The Provisional Government of Hawaii (abbr.: P.G.; Aupuni Kūikawā o Hawaiʻi) was proclaimed after the overthrow of the Hawaiian Kingdom on January 17, 1893, by the 13-member Committee of Safety under the leadership of its chairman Henry E. Cooper and former judge Sanford B. Dole as the designated President of Hawaii. It replaced the Kingdom of Hawaii after the overthrow of Queen Liliʻuokalani as a provisional government until the Republic of Hawaii was established on July 4, 1894.

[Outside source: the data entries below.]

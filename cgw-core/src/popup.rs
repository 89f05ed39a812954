//! Popup lifecycle state machine.
//!
//! One popup instance exists. While open, the user may drag it by the
//! header or resize it by one of three handles; the two interactions share
//! the pointer lifecycle and are mutually exclusive, which the
//! [`InteractionMode`] tagged variant enforces structurally. All geometry
//! is clamped so the popup never leaves the viewport.

/// Default popup width in px; height follows content until resized.
pub const DEFAULT_WIDTH: f64 = 460.0;
pub const DEFAULT_HEIGHT: f64 = 520.0;
pub const MIN_WIDTH: f64 = 400.0;
pub const MIN_HEIGHT: f64 = 300.0;

/// A point in screen pixels.
#[derive(Debug, Clone, Copy, PartialEq, Default)]
pub struct Point {
    pub x: f64,
    pub y: f64,
}

impl Point {
    pub fn new(x: f64, y: f64) -> Self {
        Self { x, y }
    }
}

/// A size in screen pixels.
#[derive(Debug, Clone, Copy, PartialEq)]
pub struct Size {
    pub width: f64,
    pub height: f64,
}

impl Size {
    pub fn new(width: f64, height: f64) -> Self {
        Self { width, height }
    }
}

/// The browser viewport dimensions.
pub type ScreenSize = Size;

/// Popup box geometry applied back to the DOM.
#[derive(Debug, Clone, Copy, PartialEq)]
pub struct PopupGeometry {
    pub left: f64,
    pub top: f64,
    pub width: f64,
    pub height: f64,
}

/// Which resize handle the pointer grabbed.
#[derive(Debug, Clone, Copy, PartialEq, Eq)]
pub enum ResizeHandle {
    Right,
    Bottom,
    Corner,
}

impl ResizeHandle {
    pub fn affects_width(&self) -> bool {
        matches!(self, ResizeHandle::Right | ResizeHandle::Corner)
    }

    pub fn affects_height(&self) -> bool {
        matches!(self, ResizeHandle::Bottom | ResizeHandle::Corner)
    }
}

/// The active pointer interaction, if any.
#[derive(Debug, Clone, Copy, PartialEq)]
pub enum InteractionMode {
    Idle,
    Dragging {
        /// Pointer position at drag start.
        pointer: Point,
        /// Popup offset at drag start.
        origin: Point,
    },
    Resizing {
        handle: ResizeHandle,
        /// Pointer position at resize start.
        pointer: Point,
        /// Popup size at resize start.
        size: Size,
    },
}

#[derive(Debug, Clone, Copy, PartialEq)]
pub struct PopupController {
    visible: bool,
    position: Point,
    size: Size,
    mode: InteractionMode,
}

impl Default for PopupController {
    fn default() -> Self {
        Self::new()
    }
}

impl PopupController {
    pub fn new() -> Self {
        Self {
            visible: false,
            position: Point::default(),
            size: Size::new(DEFAULT_WIDTH, DEFAULT_HEIGHT),
            mode: InteractionMode::Idle,
        }
    }

    pub fn is_open(&self) -> bool {
        self.visible
    }

    pub fn mode(&self) -> InteractionMode {
        self.mode
    }

    pub fn geometry(&self) -> PopupGeometry {
        PopupGeometry {
            left: self.position.x,
            top: self.position.y,
            width: self.size.width,
            height: self.size.height,
        }
    }

    /// Open (or reopen) the popup: default size, centered in the viewport,
    /// clamped on screen. Reopening never restores a previous geometry.
    pub fn open(&mut self, viewport: ScreenSize) -> PopupGeometry {
        let width = DEFAULT_WIDTH.min(viewport.width);
        let height = DEFAULT_HEIGHT.min(viewport.height);
        self.size = Size::new(width, height);
        self.position = Point::new(
            ((viewport.width - width) / 2.0).max(0.0),
            ((viewport.height - height) / 2.0).max(0.0),
        );
        self.visible = true;
        self.mode = InteractionMode::Idle;
        self.geometry()
    }

    pub fn close(&mut self) {
        self.visible = false;
        self.mode = InteractionMode::Idle;
    }

    /// Enter drag mode from the header. `origin` is the popup's measured
    /// offset at pointer-down. Ignored while a resize is active.
    pub fn begin_drag(&mut self, pointer: Point, origin: Point) -> bool {
        if !self.visible || !matches!(self.mode, InteractionMode::Idle) {
            return false;
        }
        self.position = origin;
        self.mode = InteractionMode::Dragging { pointer, origin };
        true
    }

    /// Move the popup with the pointer, keeping it fully inside the
    /// viewport. Returns the geometry to apply, or `None` outside drag mode.
    pub fn drag_to(&mut self, pointer: Point, viewport: ScreenSize) -> Option<PopupGeometry> {
        let InteractionMode::Dragging {
            pointer: start,
            origin,
        } = self.mode
        else {
            return None;
        };
        let max_left = (viewport.width - self.size.width).max(0.0);
        let max_top = (viewport.height - self.size.height).max(0.0);
        self.position = Point::new(
            (origin.x + pointer.x - start.x).clamp(0.0, max_left),
            (origin.y + pointer.y - start.y).clamp(0.0, max_top),
        );
        Some(self.geometry())
    }

    pub fn end_drag(&mut self) {
        if matches!(self.mode, InteractionMode::Dragging { .. }) {
            self.mode = InteractionMode::Idle;
        }
    }

    /// Enter resize mode on a handle. `size` is the popup's measured size
    /// at pointer-down. Ignored while a drag is active.
    pub fn begin_resize(&mut self, handle: ResizeHandle, pointer: Point, size: Size) -> bool {
        if !self.visible || !matches!(self.mode, InteractionMode::Idle) {
            return false;
        }
        self.size = size;
        self.mode = InteractionMode::Resizing {
            handle,
            pointer,
            size,
        };
        true
    }

    /// Resize with the pointer, clamped to the minimum size. The caller
    /// issues a cheap chart reflow per move; the expensive re-render waits
    /// for [`PopupController::end_resize`].
    pub fn resize_to(&mut self, pointer: Point) -> Option<PopupGeometry> {
        let InteractionMode::Resizing {
            handle,
            pointer: start,
            size,
        } = self.mode
        else {
            return None;
        };
        if handle.affects_width() {
            self.size.width = (size.width + pointer.x - start.x).max(MIN_WIDTH);
        }
        if handle.affects_height() {
            self.size.height = (size.height + pointer.y - start.y).max(MIN_HEIGHT);
        }
        Some(self.geometry())
    }

    /// Leave resize mode. Returns true when a full chart re-render is due.
    pub fn end_resize(&mut self) -> bool {
        if matches!(self.mode, InteractionMode::Resizing { .. }) {
            self.mode = InteractionMode::Idle;
            return true;
        }
        false
    }
}

#[cfg(test)]
mod tests {
    use super::*;

    fn viewport() -> ScreenSize {
        Size::new(1280.0, 800.0)
    }

    #[test]
    fn test_open_centers_and_clamps() {
        let mut popup = PopupController::new();
        let geo = popup.open(viewport());
        assert!(popup.is_open());
        assert_eq!(geo.width, DEFAULT_WIDTH);
        assert_eq!(geo.left, (1280.0 - DEFAULT_WIDTH) / 2.0);
        assert_eq!(geo.top, (800.0 - DEFAULT_HEIGHT) / 2.0);
    }

    #[test]
    fn test_open_in_small_viewport_stays_on_screen() {
        let mut popup = PopupController::new();
        let geo = popup.open(Size::new(320.0, 400.0));
        assert_eq!(geo.left, 0.0);
        assert_eq!(geo.top, 0.0);
        assert_eq!(geo.width, 320.0);
        assert_eq!(geo.height, 400.0);
    }

    #[test]
    fn test_reopen_recenters_at_default_size() {
        let mut popup = PopupController::new();
        popup.open(viewport());
        popup.begin_resize(
            ResizeHandle::Corner,
            Point::new(0.0, 0.0),
            Size::new(DEFAULT_WIDTH, DEFAULT_HEIGHT),
        );
        popup.resize_to(Point::new(300.0, 200.0));
        popup.end_resize();
        popup.close();

        let geo = popup.open(viewport());
        assert_eq!(geo.width, DEFAULT_WIDTH);
        assert_eq!(geo.height, DEFAULT_HEIGHT);
    }

    #[test]
    fn test_drag_clamps_to_viewport_origin() {
        let mut popup = PopupController::new();
        let geo = popup.open(viewport());
        assert!(popup.begin_drag(
            Point::new(700.0, 400.0),
            Point::new(geo.left, geo.top)
        ));
        // Pointer delta would push the popup far off the top-left corner.
        let geo = popup.drag_to(Point::new(-2000.0, -2000.0), viewport()).unwrap();
        assert_eq!(geo.left, 0.0);
        assert_eq!(geo.top, 0.0);
    }

    #[test]
    fn test_drag_clamps_to_viewport_far_edge() {
        let mut popup = PopupController::new();
        let geo = popup.open(viewport());
        popup.begin_drag(Point::new(0.0, 0.0), Point::new(geo.left, geo.top));
        let geo = popup.drag_to(Point::new(5000.0, 5000.0), viewport()).unwrap();
        assert_eq!(geo.left, 1280.0 - geo.width);
        assert_eq!(geo.top, 800.0 - geo.height);
    }

    #[test]
    fn test_resize_clamps_to_minimum() {
        let mut popup = PopupController::new();
        popup.open(viewport());
        popup.begin_resize(
            ResizeHandle::Corner,
            Point::new(800.0, 600.0),
            Size::new(DEFAULT_WIDTH, DEFAULT_HEIGHT),
        );
        // Requested width ~200 and height ~100, both below the minimums.
        let geo = popup.resize_to(Point::new(540.0, 180.0)).unwrap();
        assert_eq!(geo.width, MIN_WIDTH);
        assert_eq!(geo.height, MIN_HEIGHT);
    }

    #[test]
    fn test_right_handle_resizes_width_only() {
        let mut popup = PopupController::new();
        popup.open(viewport());
        popup.begin_resize(
            ResizeHandle::Right,
            Point::new(0.0, 0.0),
            Size::new(DEFAULT_WIDTH, DEFAULT_HEIGHT),
        );
        let geo = popup.resize_to(Point::new(100.0, 100.0)).unwrap();
        assert_eq!(geo.width, DEFAULT_WIDTH + 100.0);
        assert_eq!(geo.height, DEFAULT_HEIGHT);
    }

    #[test]
    fn test_bottom_handle_resizes_height_only() {
        let mut popup = PopupController::new();
        popup.open(viewport());
        popup.begin_resize(
            ResizeHandle::Bottom,
            Point::new(0.0, 0.0),
            Size::new(DEFAULT_WIDTH, DEFAULT_HEIGHT),
        );
        let geo = popup.resize_to(Point::new(100.0, 80.0)).unwrap();
        assert_eq!(geo.width, DEFAULT_WIDTH);
        assert_eq!(geo.height, DEFAULT_HEIGHT + 80.0);
    }

    #[test]
    fn test_drag_and_resize_are_mutually_exclusive() {
        let mut popup = PopupController::new();
        popup.open(viewport());
        assert!(popup.begin_resize(
            ResizeHandle::Right,
            Point::new(0.0, 0.0),
            Size::new(DEFAULT_WIDTH, DEFAULT_HEIGHT),
        ));
        // Drag start must be ignored while resizing, and vice versa.
        assert!(!popup.begin_drag(Point::new(0.0, 0.0), Point::new(10.0, 10.0)));
        assert!(popup.end_resize());

        assert!(popup.begin_drag(Point::new(0.0, 0.0), Point::new(10.0, 10.0)));
        assert!(!popup.begin_resize(
            ResizeHandle::Corner,
            Point::new(0.0, 0.0),
            Size::new(DEFAULT_WIDTH, DEFAULT_HEIGHT),
        ));
        popup.end_drag();
        assert_eq!(popup.mode(), InteractionMode::Idle);
    }

    #[test]
    fn test_end_resize_signals_rerender_once() {
        let mut popup = PopupController::new();
        popup.open(viewport());
        popup.begin_resize(
            ResizeHandle::Corner,
            Point::new(0.0, 0.0),
            Size::new(DEFAULT_WIDTH, DEFAULT_HEIGHT),
        );
        assert!(popup.end_resize());
        assert!(!popup.end_resize());
    }

    #[test]
    fn test_interaction_requires_open_popup() {
        let mut popup = PopupController::new();
        assert!(!popup.begin_drag(Point::default(), Point::default()));
        assert!(!popup.begin_resize(
            ResizeHandle::Right,
            Point::default(),
            Size::new(DEFAULT_WIDTH, DEFAULT_HEIGHT)
        ));
        assert!(popup.drag_to(Point::default(), viewport()).is_none());
        assert!(popup.resize_to(Point::default()).is_none());
    }

    #[test]
    fn test_close_resets_interaction() {
        let mut popup = PopupController::new();
        let geo = popup.open(viewport());
        popup.begin_drag(Point::new(0.0, 0.0), Point::new(geo.left, geo.top));
        popup.close();
        assert!(!popup.is_open());
        assert_eq!(popup.mode(), InteractionMode::Idle);
    }
}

== Provisional government ==
Following the overthrow of the Kingdom of Hawaii, the coup leaders established the Provisional Government and set out to effect Hawaii's speedy annexation by the United States. The provisional government sent a commission including Lorrin A. Thurston to the U.S. and negotiated a treaty with President Benjamin Harrison that was quickly sent to the U.S. Senate for approval. At the same time Princess Victoria Kaʻiulani was in Washington D.C. to campaign for the monarchist side and against the coup, which she decried as illegal.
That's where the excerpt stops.